Problem details → Beneath this line are the data; copy exactly the part of them that opens with the line containing "optional shared parent." and closes with the line containing "pub fn names(&self)", and only that part.

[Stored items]
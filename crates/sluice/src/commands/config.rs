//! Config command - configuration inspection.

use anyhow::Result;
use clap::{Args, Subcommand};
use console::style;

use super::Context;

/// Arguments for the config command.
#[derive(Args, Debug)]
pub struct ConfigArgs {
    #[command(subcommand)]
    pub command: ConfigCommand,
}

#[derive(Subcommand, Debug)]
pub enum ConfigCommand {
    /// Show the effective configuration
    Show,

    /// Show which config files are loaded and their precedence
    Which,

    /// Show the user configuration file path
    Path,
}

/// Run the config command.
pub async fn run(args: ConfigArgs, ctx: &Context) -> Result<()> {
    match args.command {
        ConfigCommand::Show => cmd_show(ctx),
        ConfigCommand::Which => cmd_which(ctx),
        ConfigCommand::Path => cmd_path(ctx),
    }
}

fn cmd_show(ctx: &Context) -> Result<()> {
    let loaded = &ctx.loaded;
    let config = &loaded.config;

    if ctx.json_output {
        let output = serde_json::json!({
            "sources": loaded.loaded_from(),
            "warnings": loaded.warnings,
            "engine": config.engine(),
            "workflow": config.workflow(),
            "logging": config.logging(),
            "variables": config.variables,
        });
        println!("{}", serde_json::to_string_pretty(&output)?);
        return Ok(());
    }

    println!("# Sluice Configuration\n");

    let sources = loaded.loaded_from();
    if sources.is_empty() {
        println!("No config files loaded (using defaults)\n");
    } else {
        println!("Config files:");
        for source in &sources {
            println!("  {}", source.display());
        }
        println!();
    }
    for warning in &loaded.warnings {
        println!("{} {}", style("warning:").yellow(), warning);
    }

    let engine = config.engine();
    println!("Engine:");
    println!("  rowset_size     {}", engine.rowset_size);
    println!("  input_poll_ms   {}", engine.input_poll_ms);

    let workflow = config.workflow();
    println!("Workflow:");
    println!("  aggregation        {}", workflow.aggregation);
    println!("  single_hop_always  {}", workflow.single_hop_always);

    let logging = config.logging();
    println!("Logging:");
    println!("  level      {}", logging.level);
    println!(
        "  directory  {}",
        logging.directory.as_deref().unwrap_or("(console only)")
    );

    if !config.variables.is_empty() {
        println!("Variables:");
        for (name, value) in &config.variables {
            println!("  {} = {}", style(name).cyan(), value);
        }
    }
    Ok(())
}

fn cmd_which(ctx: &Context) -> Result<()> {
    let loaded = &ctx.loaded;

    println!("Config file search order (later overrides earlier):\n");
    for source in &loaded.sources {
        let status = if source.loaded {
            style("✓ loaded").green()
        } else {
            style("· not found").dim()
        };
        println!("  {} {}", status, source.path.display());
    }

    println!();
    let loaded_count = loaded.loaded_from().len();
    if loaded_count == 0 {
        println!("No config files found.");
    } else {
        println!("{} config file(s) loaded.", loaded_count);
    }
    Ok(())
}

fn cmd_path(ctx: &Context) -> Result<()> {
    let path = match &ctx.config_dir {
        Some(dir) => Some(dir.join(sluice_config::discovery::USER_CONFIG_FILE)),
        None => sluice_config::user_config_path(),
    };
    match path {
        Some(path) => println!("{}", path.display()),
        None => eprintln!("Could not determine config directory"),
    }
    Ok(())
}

--

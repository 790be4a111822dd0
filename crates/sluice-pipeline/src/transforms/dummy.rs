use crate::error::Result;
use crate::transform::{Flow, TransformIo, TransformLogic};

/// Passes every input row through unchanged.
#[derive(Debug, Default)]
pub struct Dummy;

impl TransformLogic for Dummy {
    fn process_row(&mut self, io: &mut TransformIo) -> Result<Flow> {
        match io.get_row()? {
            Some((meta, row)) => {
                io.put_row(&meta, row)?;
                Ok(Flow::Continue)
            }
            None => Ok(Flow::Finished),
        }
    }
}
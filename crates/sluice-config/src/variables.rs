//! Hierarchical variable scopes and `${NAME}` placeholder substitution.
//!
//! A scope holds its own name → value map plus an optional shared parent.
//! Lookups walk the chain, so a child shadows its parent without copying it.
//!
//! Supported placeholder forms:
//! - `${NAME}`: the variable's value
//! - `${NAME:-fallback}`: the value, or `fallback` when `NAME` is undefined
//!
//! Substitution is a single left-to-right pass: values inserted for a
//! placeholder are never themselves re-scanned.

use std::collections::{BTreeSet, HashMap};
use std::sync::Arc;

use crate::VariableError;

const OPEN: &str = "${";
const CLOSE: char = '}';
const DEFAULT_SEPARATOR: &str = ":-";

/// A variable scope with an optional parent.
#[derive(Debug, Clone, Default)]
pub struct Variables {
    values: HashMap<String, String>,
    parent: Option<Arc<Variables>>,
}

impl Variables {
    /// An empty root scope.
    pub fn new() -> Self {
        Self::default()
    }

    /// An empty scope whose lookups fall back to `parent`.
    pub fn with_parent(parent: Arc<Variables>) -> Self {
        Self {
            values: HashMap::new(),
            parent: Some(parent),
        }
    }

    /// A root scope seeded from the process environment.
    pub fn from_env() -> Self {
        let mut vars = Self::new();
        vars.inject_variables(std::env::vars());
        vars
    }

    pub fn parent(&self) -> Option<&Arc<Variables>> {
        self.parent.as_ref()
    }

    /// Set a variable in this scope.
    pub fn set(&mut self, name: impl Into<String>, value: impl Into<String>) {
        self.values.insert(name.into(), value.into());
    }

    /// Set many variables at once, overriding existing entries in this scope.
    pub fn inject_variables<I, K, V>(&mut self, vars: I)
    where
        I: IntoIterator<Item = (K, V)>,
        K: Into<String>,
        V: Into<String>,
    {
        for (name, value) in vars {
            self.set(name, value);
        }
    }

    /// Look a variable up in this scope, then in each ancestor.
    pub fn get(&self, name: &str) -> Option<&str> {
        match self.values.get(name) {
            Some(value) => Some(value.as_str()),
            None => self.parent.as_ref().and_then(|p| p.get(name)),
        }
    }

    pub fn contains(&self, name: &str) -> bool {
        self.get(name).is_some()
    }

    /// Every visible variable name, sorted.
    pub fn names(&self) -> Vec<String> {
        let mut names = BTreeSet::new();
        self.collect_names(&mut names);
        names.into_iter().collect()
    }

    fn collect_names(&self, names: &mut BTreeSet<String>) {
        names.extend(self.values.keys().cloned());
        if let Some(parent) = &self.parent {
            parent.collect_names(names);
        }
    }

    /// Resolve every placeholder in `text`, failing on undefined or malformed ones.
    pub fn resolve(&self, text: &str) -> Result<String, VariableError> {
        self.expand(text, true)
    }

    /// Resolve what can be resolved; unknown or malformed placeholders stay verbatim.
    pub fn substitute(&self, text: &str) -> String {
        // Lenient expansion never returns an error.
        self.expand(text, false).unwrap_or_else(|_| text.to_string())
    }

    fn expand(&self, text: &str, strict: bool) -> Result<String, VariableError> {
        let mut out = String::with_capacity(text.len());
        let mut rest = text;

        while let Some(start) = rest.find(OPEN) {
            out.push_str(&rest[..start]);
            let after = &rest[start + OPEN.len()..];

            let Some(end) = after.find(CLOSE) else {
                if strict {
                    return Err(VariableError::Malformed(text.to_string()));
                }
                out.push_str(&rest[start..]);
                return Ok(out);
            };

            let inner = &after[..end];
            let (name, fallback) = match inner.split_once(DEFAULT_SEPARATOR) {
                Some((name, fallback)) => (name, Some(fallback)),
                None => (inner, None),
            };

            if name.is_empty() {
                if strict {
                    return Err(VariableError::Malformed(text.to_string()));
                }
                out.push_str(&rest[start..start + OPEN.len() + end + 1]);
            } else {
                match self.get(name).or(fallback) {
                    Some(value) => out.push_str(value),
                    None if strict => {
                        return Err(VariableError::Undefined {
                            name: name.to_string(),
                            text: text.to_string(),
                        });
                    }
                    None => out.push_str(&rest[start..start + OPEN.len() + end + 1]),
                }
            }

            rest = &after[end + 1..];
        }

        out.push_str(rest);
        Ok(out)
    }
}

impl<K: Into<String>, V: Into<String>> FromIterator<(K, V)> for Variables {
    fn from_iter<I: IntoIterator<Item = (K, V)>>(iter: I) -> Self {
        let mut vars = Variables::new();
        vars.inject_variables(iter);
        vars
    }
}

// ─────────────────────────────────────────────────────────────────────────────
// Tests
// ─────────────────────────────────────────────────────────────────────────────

Result of the task →
//! A scope holds its own name → value map plus an optional shared parent.
//! Lookups walk the chain, so a child shadows its parent without copying it.
//!
//! Supported placeholder forms:
//! - `${NAME}`: the variable's value
//! - `${NAME:-fallback}`: the value, or `fallback` when `NAME` is undefined
//!
//! Substitution is a single left-to-right pass: values inserted for a
//! placeholder are never themselves re-scanned.

use std::collections::{BTreeSet, HashMap};
use std::sync::Arc;

use crate::VariableError;

const OPEN: &str = "${";
const CLOSE: char = '}';
const DEFAULT_SEPARATOR: &str = ":-";

/// A variable scope with an optional parent.
#[derive(Debug, Clone, Default)]
pub struct Variables {
    values: HashMap<String, String>,
    parent: Option<Arc<Variables>>,
}

impl Variables {
    /// An empty root scope.
    pub fn new() -> Self {
        Self::default()
    }

    /// An empty scope whose lookups fall back to `parent`.
    pub fn with_parent(parent: Arc<Variables>) -> Self {
        Self {
            values: HashMap::new(),
            parent: Some(parent),
        }
    }

    /// A root scope seeded from the process environment.
    pub fn from_env() -> Self {
        let mut vars = Self::new();
        vars.inject_variables(std::env::vars());
        vars
    }

    pub fn parent(&self) -> Option<&Arc<Variables>> {
        self.parent.as_ref()
    }

    /// Set a variable in this scope.
    pub fn set(&mut self, name: impl Into<String>, value: impl Into<String>) {
        self.values.insert(name.into(), value.into());
    }

    /// Set many variables at once, overriding existing entries in this scope.
    pub fn inject_variables<I, K, V>(&mut self, vars: I)
    where
        I: IntoIterator<Item = (K, V)>,
        K: Into<String>,
        V: Into<String>,
    {
        for (name, value) in vars {
            self.set(name, value);
        }
    }

    /// Look a variable up in this scope, then in each ancestor.
    pub fn get(&self, name: &str) -> Option<&str> {
        match self.values.get(name) {
            Some(value) => Some(value.as_str()),
            None => self.parent.as_ref().and_then(|p| p.get(name)),
        }
    }

    pub fn contains(&self, name: &str) -> bool {
        self.get(name).is_some()
    }

    /// Every visible variable name, sorted.
    pub fn names(&self) -> Vec<String> {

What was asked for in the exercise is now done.